The Bema of Saint Paul
This raised stone platform, in the centre of the Roman Agora, is where the New Testament describes the Apostle Paul being brought before the Roman proconsul Gallio around 51 AD. The site records this as the most precisely dated moment in New Testament history outside the Gospels, fixed by contemporary inscriptions naming Gallio's tenure. It sits unremarked at ground level, with no queues, no audio guides, and no gift shop in front of it. Worth knowing it is there before you walk past it.
The Museum
The Archaeological Museum of Ancient Corinth is directly adjacent to the site and included in the combined ticket. Small but well-curated: Corinthian pottery, Roman portrait sculpture, and the "Rape of Persephone" mosaic. Allow 45 minutes. Winter combined ticket approximately €8 (confirm current pricing at the entrance).
The Corinth Canal
If you take the bus from Athens rather than the train, the KTEL stops at the Isthmus, beside the Corinth Canal. The canal is 6.4km long, 8 metres wide at the waterline, and cut 79 metres down through solid rock - begun in 1882, opened in 1893. Modern ships are too wide to use it commercially, which gives it the peculiar quality of being one of the great engineering achievements of the 19th century that now functions primarily as a tourist spectacle.

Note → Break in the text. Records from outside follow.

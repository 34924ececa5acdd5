/// 一个像素字 (ARGB 各 8 bits) 的位数。
/// 隐藏一个秘密像素需要 32 个载体像素，每个载体像素只承载 1 bit。
pub const BITS_PER_PIXEL_WORD: u64 = 32;

/// 一个文本字节的位数。
/// 文本按字节逐位写入，需要 8 个载体像素。
pub const BITS_PER_BYTE: u64 = 8;

/// 文本载荷末尾追加的终止字节。
pub const TEXT_TERMINATOR: u8 = 0;

/// 只读写像素字的第 0 位。
pub const LSB_MASK: u32 = 0x0000_0001;

/// 未指定输出路径时，隐写结果图像的文件名前缀。
pub const EMBED_PREFIX: &str = "doctored_";

/// 未指定输出路径时，恢复出的秘密图像的文件名前缀。
pub const RECOVER_PREFIX: &str = "recovered_";

/// 默认输出格式的扩展名。必须是无损格式。
pub const DEFAULT_EXTENSION: &str = "png";

/// 有损格式会破坏最低有效位中的数据，保存时拒绝这些扩展名。
pub const LOSSY_EXTENSIONS: &[&str] = &["jpg", "jpeg"];
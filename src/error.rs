//! # 错误类型模块
//!
//! 编解码核心与图像存储层共用的错误枚举。命令层再用 `anyhow` 为其附加上下文。

use std::path::PathBuf;
use std::string::FromUtf8Error;
use thiserror::Error;

#[derive(Error, Debug)]
pub enum StegoError {
    /// 载体像素不足以容纳载荷 (隐藏) 或请求的输出尺寸 (提取)。
    #[error(
        "Cover image is too small: {required} carrier pixels required, {available} available"
    )]
    Capacity { required: u64, available: u64 },

    /// 文本提取走完了整个载体，却没有遇到终止字节。
    #[error("No terminator found before the cover image was exhausted ({recovered} bytes read)")]
    TruncatedPayload { recovered: usize },

    /// 用户选择了无法识别的操作。
    #[error("Invalid choice: '{0}'")]
    InvalidSelection(String),

    /// 提取图像时给出的宽度或高度为零，或像素数量与尺寸不符。
    #[error("Invalid image dimensions: {width}x{height}")]
    InvalidDimensions { width: u32, height: u32 },

    /// 恢复出的字节不是合法的 UTF-8。
    #[error("Invalid text data found in the cover image")]
    InvalidText(#[from] FromUtf8Error),

    /// 输出路径指向有损格式，保存后隐藏的数据会被破坏。
    #[error("'{}' is a lossy format and would destroy the hidden data; use PNG, BMP, TIFF, WebP or QOI", .0.display())]
    LossyFormat(PathBuf),

    /// 图像解码或编码失败。
    #[error(transparent)]
    Image(#[from] image::ImageError),

    /// 其余的 `std::io::Error`。
    #[error(transparent)]
    Io(#[from] std::io::Error),
}

pub type Result<T> = std::result::Result<T, StegoError>;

Standing on the road bridge and looking straight down at the water is vertiginous in a way photographs do not convey. Five minutes, no walking required. If you are bussing it, stop here; from the canal, taxis to Ancient Corinth cost approximately €10--12.
A Note on Acrocorinth
The ancient citadel above the town - a limestone outcrop rising 575 metres, fortified from Archaic Greek through Ottoman periods - is worth seeing, but not two days after a marathon. The approach is a steep 4km road; the path from the car park to the upper walls is loose stone with 200 metres of climbing. The descent is hard on post-race quads.
Leave it for a future visit or a pre-race trip. It will wait.
Where to Eat
The village of Ancient Corinth, immediately beside the site, has a small number of tavernas along its main square. Marinos (near the museum entrance) is a reliable and informal option: standard Greek menu, generous portions, open through the early afternoon.
Returning to Athens
Trains run roughly hourly from Korinthos back to Athens Larissa Station throughout the day, with services until late evening. Allow 15--20 minutes to get from the site back to the station by taxi. Total travel time back to central Athens: approximately 1.5 hours including the taxi.